Cuando descubrí que tu camino era el enredo, que tu tranquilidad reposaba en los laberintos del drama, cuando entendí que encontrabas sosiego solo en la destartalada maraña del infortunio y me arrastrabas con mucho vértigo a las profundas aguas negras de tu rabioso palpitar, era muy tarde; ya me habías tragado y me sentí viajando a través de un intestino maloliente, deslizándome como una masa de comida corroída por los ácidos de la angustia, bañado en la gloria de la bilis y los refrescantes jugos gástricos; comprendí que era pura mierda en proceso y que necesitaba salir a cualquier costo.
No fue fácil habilitarme una salida, desensalchicharme, romper la placenta vociferante de tu cuerpo; no fue fácil abrirme paso a través de tus tripas congestionadas, ni superar el poder hipnótico de tus esfínteres, ni la tibieza amarilla de tus grasas.
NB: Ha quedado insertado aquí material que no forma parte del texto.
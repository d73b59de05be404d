// Copyright 2026 the Bubblewall Authors
// SPDX-License-Identifier: Apache-2.0 OR MIT

//! Scene: the background and an ordered sequence of draw items for one frame.

use alloc::vec::Vec;

use bubblewall_core::color::Color;
use kurbo::{Circle, Point};

/// Solid background: an opaque grey base with a translucent accent tint on
/// top.
#[derive(Clone, Copy, Debug, Default, PartialEq, Eq)]
pub struct Background {
    /// Opaque grey derived from the brightness.
    pub base: Color,
    /// Accent color drawn over the base.
    pub tint: Color,
}

impl Background {
    /// The single color a pixel of bare background ends up with.
    #[must_use]
    pub fn flattened(&self) -> Color {
        self.tint.over(self.base)
    }
}

/// Two-stop linear gradient that mirrors beyond its end points.
#[derive(Clone, Copy, Debug, PartialEq)]
pub struct LinearGradient {
    /// Where `start_color` is fully applied.
    pub start: Point,
    /// Where `end_color` is fully applied.
    pub end: Point,
    /// Color at `start`.
    pub start_color: Color,
    /// Color at `end`.
    pub end_color: Color,
}

/// Drop shadow cast towards the lower right of a bubble.
#[derive(Clone, Copy, Debug, PartialEq)]
pub struct ShadowTriangle {
    /// Vertices in drawing order: upper-right rim point, lower-left rim
    /// point, offset corner.
    pub vertices: [Point; 3],
    /// Fill of the triangle.
    pub gradient: LinearGradient,
}

/// Filled disc.
#[derive(Clone, Copy, Debug, PartialEq)]
pub struct FilledCircle {
    /// Geometry.
    pub circle: Circle,
    /// Fill color.
    pub color: Color,
}

/// Stroked ring; the stroke is centered on the circle.
#[derive(Clone, Copy, Debug, PartialEq)]
pub struct OutlineCircle {
    /// Geometry of the stroke center line.
    pub circle: Circle,
    /// Stroke color.
    pub color: Color,
    /// Stroke width in pixels.
    pub stroke_width: f64,
}

/// A single draw command.
#[derive(Clone, Copy, Debug, PartialEq)]
pub enum DrawItem {
    /// Gradient-filled shadow triangle.
    Shadow(ShadowTriangle),
    /// Bubble body.
    Fill(FilledCircle),
    /// Bubble rim.
    Outline(OutlineCircle),
}

/// Everything needed to paint one frame.
///
/// Items are in back-to-front order: every shadow precedes every circle, and
/// each bubble's fill precedes its outline.
#[derive(Clone, Debug, Default, PartialEq)]
pub struct Scene {
    /// Painted first, covering the whole surface.
    pub background: Background,
    /// Draw items in back-to-front order.
    pub items: Vec<DrawItem>,
}

impl Scene {
    /// Creates an empty scene.
    #[must_use]
    pub fn new() -> Self {
        Self::default()
    }

    /// Clears the scene for reuse, keeping its allocation.
    pub fn clear(&mut self) {
        self.background = Background::default();
        self.items.clear();
    }

    /// Shadow items in drawing order.
    pub fn shadows(&self) -> impl Iterator<Item = &ShadowTriangle> + '_ {
        self.items.iter().filter_map(|item| match item {
            DrawItem::Shadow(s) => Some(s),
            _ => None,
        })
    }

    /// Fill items in drawing order.
    pub fn fills(&self) -> impl Iterator<Item = &FilledCircle> + '_ {
        self.items.iter().filter_map(|item| match item {
            DrawItem::Fill(f) => Some(f),
            _ => None,
        })
    }

    /// Outline items in drawing order.
    pub fn outlines(&self) -> impl Iterator<Item = &OutlineCircle> + '_ {
        self.items.iter().filter_map(|item| match item {
            DrawItem::Outline(o) => Some(o),
            _ => None,
        })
    }
}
No tuve la paciencia y te rompí: nací de una cesárea realizada desde adentro, puñaladas al revés, socavando con uñas y dientes; no había otra forma, ni tampoco conozco a nadie que haya lubricado alguna vez una salida.
Pero aún no logro librarme de este olor que me dejaste, de este aliento a interior de víscera, a carne abandonada. Amor, por favor ¡Líbrame de esta descomposición!